A quantidade assustadora de vítimas da covid-19 no Brasil, porém, não se resume a dados, estatísticas e porcentagens. São familiares, parentes, amigos, colegas de trabalho, pessoas. E para falar delas o pragmatismo dos números nos escapa. Exatamente por isso, o documentário Quando falta o ar escolhe registrar os momentos que estão além dos dados. O filme segue os passos de alguns profissionais do SUS durante o primeiro ano da pandemia de covid-19, quando o conhecimento sobre a doença ainda era primário e a perspectiva de uma vacina, remota.
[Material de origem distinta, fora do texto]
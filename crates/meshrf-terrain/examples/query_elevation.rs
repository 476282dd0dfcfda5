//! Example: Query elevation through the tile cache.
//!
//! Usage: cargo run --example query_elevation -- <lat> <lon> [cache_dir]

use meshrf_terrain::{
    CacheConfig, ElevationCache, FileStore, OpenTopoDataSource, DEFAULT_API_URL, DEFAULT_DATASET,
};
use std::env;
use std::time::Instant;

fn main() -> Result<(), Box<dyn std::error::Error>> {
    let args: Vec<String> = env::args().collect();

    if args.len() < 3 {
        eprintln!("Usage: {} <lat> <lon> [cache_dir]", args[0]);
        eprintln!("Example: {} 47.6062 -122.3321 ./tile_cache", args[0]);
        std::process::exit(1);
    }

    let lat: f64 = args[1].parse()?;
    let lon: f64 = args[2].parse()?;
    let cache_dir = args.get(3).map(|s| s.as_str()).unwrap_or("tile_cache");

    let source = OpenTopoDataSource::new(DEFAULT_API_URL, DEFAULT_DATASET)?;
    let store = FileStore::open(cache_dir)?;
    let cache = ElevationCache::new(Box::new(source), Box::new(store), CacheConfig::default())?;

    let coord = cache.tile_for_coord(lat, lon)?;
    println!("Querying elevation at ({}, {}) in tile {}...", lat, lon, coord);

    let start = Instant::now();
    let elevation = cache.get_elevation(lat, lon);
    println!(
        "Elevation: {:.2} meters{} ({:.2}s)",
        elevation.value(),
        if elevation.is_degraded() { " [degraded]" } else { "" },
        start.elapsed().as_secs_f64()
    );

    // Second query is served from memory
    let start = Instant::now();
    let again = cache.get_elevation(lat, lon);
    println!("Cached: {:.2} meters ({:.6}s)", again.value(), start.elapsed().as_secs_f64());
    println!("Stats: {:?}", cache.stats());

    Ok(())
}
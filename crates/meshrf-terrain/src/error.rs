//! Error types for the terrain crate.

use thiserror::Error;

/// Errors that can occur when fetching, caching or decoding elevation data.
#[derive(Debug, Error)]
pub enum TerrainError {
    /// I/O error reading or writing the cache store.
    #[error("I/O error: {0}")]
    Io(#[from] std::io::Error),

    /// HTTP request error when talking to the elevation source.
    #[error("HTTP request error: {0}")]
    Http(#[from] reqwest::Error),

    /// The elevation source answered with a non-success status.
    #[error("Elevation source returned status {status}: {detail}")]
    SourceStatus {
        /// HTTP status code or API status string.
        status: String,
        /// First part of the response body.
        detail: String,
    },

    /// The elevation source answered with data we could not use.
    #[error("Malformed elevation response: {0}")]
    MalformedResponse(String),

    /// No elevation data could be obtained for a tile.
    #[error("Elevation data unavailable for tile z={z} x={x} y={y}: {reason}")]
    DataUnavailable {
        /// Zoom level.
        z: u8,
        /// X tile coordinate.
        x: u32,
        /// Y tile coordinate.
        y: u32,
        /// Reason for failure.
        reason: String,
    },

    /// Invalid zoom level.
    #[error("Invalid zoom level {0} (must be 1-20)")]
    InvalidZoomLevel(u8),

    /// Tile coordinates out of range for their zoom level.
    #[error("Tile x={x} y={y} out of range for zoom {z}")]
    InvalidTileCoord {
        /// Zoom level.
        z: u8,
        /// X tile coordinate.
        x: u32,
        /// Y tile coordinate.
        y: u32,
    },

    /// A grid did not hold exactly size² samples.
    #[error("Elevation grid of size {size} needs {expected} samples, got {actual}")]
    GridShape {
        /// Grid edge length.
        size: usize,
        /// Required sample count.
        expected: usize,
        /// Supplied sample count.
        actual: usize,
    },

    /// A stored tile could not be decoded.
    #[error("Tile codec error: {0}")]
    Codec(String),

    /// Cache lock was poisoned (a thread panicked while holding the lock).
    #[error("Tile cache lock was poisoned")]
    CacheLockPoisoned,
}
A força desse tema alcançou a Academia de Artes e Ciências Cinematográficas, organização norte-americana composta pelos jurados da premiação do Oscar. Quando falta o ar chegou às listas finais e decisórias do prêmio. Mas apesar de não ter sido selecionado como finalista, foi altamente celebrado por artistas, cientistas, políticos e intelectuais, que movimentaram a campanha “#SUSnoOscar”.
Diferente da abordagem jornalística — da notícia dura e da sobrecarga de atualizações —, o filme relata o trabalho íntimo e diário dos profissionais de saúde e se propõe a apresentar o caráter sistemático, vigilante, mas delicado que exige esse atendimento em saúde. E revela quando os gestos constroem um vínculo sensível, afetivo e acolhedor, apesar da distância física e da severidade da situação.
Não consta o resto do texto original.